Налив еще стакан — до черноты крепкий, но недостаточно горячий, — Волощук откусил крохотный кусочек сахару, сделал несколько глотков. Воспалившиеся его глаза с подведенными угольной чернью веками казались покорными то ли перед тем, что легло на плечи, то ли перед трудной и не очень-то ласковой шахтерской жизнью.
— Рудольский, верно, не взял бы такого, — согласился он. — Ему свой расчет главней был.
— Гляди, я не звеньевой, — лениво повторил Косарь. — Мое дело — вкалывать…
Напоминание о Рудольском, брошенное как бы вскользь, все-таки задело Волощука. В бывшем звеньевом он не одобрял готовности принести в жертву все, лишь бы оказаться на хорошем счету, лишь бы его смена была в шахте самой видной и передовой.
Как всякий рабочий человек, Волощук давно привык определять, чего стоят те, с кем работаешь бок о бок или встречаешься в повседневной жизни, научился почти безошибочно разбираться в людях. Но сейчас самое главное — сколотить смену. Другие соображения просто не приходили ему в голову.

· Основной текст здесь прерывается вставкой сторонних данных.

//! Login, logout and the current session.

use axum::extract::State;
use axum_extra::extract::cookie::CookieJar;
use niaga_core::validation::validate_password;
use niaga_core::{Role, User};
use serde::{Deserialize, Serialize};
use tracing::{info, warn};

use crate::auth::{removal_cookie, AuthUser};
use crate::error::{ApiError, ApiResult};
use crate::handlers::found;
use crate::response::{ApiJson, ApiResponse};
use crate::SharedState;

#[derive(Debug, Deserialize)]
pub struct LoginRequest {
    pub username: String,
    pub password: String,
}

#[derive(Debug, Serialize)]
pub struct SessionInfo {
    pub id: String,
    pub username: String,
    pub role: Role,
    pub karyawan_id: Option<String>,
    /// Unix timestamp at which the session ends.
    pub expires_at: i64,
}

#[derive(Debug, Deserialize)]
pub struct ChangePasswordRequest {
    pub password_lama: String,
    pub password_baru: String,
}

/// `POST /api/auth/login`
pub async fn login(
    State(state): State<SharedState>,
    jar: CookieJar,
    ApiJson(req): ApiJson<LoginRequest>,
) -> ApiResult<(CookieJar, ApiResponse<SessionInfo>)> {
    let username = req.username.trim();
    if username.is_empty() || req.password.is_empty() {
        return Err(ApiError::BadRequest(
            "Username dan password wajib diisi".to_string(),
        ));
    }

    let user: User = match state
        .db
        .users()
        .verify_credentials(username, &req.password)
        .await?
    {
        Some(user) => user,
        None => {
            warn!(username = %username, "Login rejected");
            return Err(ApiError::Unauthorized(
                "Username atau password salah".to_string(),
            ));
        }
    };

    let token = state.jwt.issue(&user)?;
    let claims = state.jwt.validate(&token)?;
    let cookie = state.jwt.session_cookie(token, state.config.cookie_secure);

    info!(user_id = %user.id, username = %user.username, role = ?user.role, "Login");

    Ok((
        jar.add(cookie),
        ApiResponse::ok(SessionInfo {
            id: user.id,
            username: user.username,
            role: user.role,
            karyawan_id: user.karyawan_id,
            expires_at: claims.exp,
        }),
    ))
}

/// `POST /api/auth/logout`
///
/// Always succeeds; a missing or stale cookie is simply cleared.
pub async fn logout(jar: CookieJar) -> (CookieJar, ApiResponse<bool>) {
    (jar.remove(removal_cookie()), ApiResponse::ok(true))
}

/// `GET /api/auth/me`
pub async fn me(user: AuthUser) -> ApiResponse<SessionInfo> {
    let claims = user.claims;
    ApiResponse::ok(SessionInfo {
        id: claims.sub,
        username: claims.username,
        role: claims.role,
        karyawan_id: claims.karyawan_id,
        expires_at: claims.exp,
    })
}

/// `PUT /api/auth/password`
pub async fn change_password(
    State(state): State<SharedState>,
    user: AuthUser,
    ApiJson(req): ApiJson<ChangePasswordRequest>,
) -> ApiResult<ApiResponse<bool>> {
    validate_password(&req.password_baru)?;

    let account = found(
        state.db.users().get_by_id(user.id()).await?,
        "User",
        user.id(),
    )?;
    let verified = state
        .db
        .users()
        .verify_credentials(&account.username, &req.password_lama)
        .await?;
    if verified.is_none() {
        return Err(ApiError::BadRequest("Password lama salah".to_string()));
    }

    state
        .db
        .users()
        .change_password(user.id(), &req.password_baru)
        .await?;
    Ok(ApiResponse::ok(true))
}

А Косарь был себе на уме. Откровенно говоря, затеи с коммунистическими бригадами казались ему преходящими, временными.
«Мало чего не бывало на земле и под землей, — недоверчиво рассуждал он. — Раньше были ударники, стахановцы; теперь — коммунистические бригады! А что касаемо норм и расценок — уж известно: нормы — вверх, расценки — вниз…»
Что́ бы ни было, Косарь не собирался вкалывать до второго пришествия, а мечтал поднакопить деньжат и уйти на-гора, под ясное солнышко. Если обо всем предыдущем он запрещал себе не только говорить с кем-нибудь, но и думать, то о том, как заработает денег и уйдет куда глаза глядят, признавался частенько.
— А что? Это никому не заказано!
Тимша уснул, а они отправились на автобусе в Углеград. Там, в ресторане «Волна», штормило с обеда.
Как и всякий раз, Волощук угощал, а Косарь не отказывался, пил. Загулялись допоздна. Волощук был не так пьян, как Косарь, а главное — опять у него в долгу.
Автобусы не ходили. Пришлось добираться в Северный пешком.
Вниз, к мосту, идти оказалось хуже всего. Дорога ускользала из-под ног, не так-то просто было держаться на ней в темноте, особенно когда раскачивала круговерть хмеля.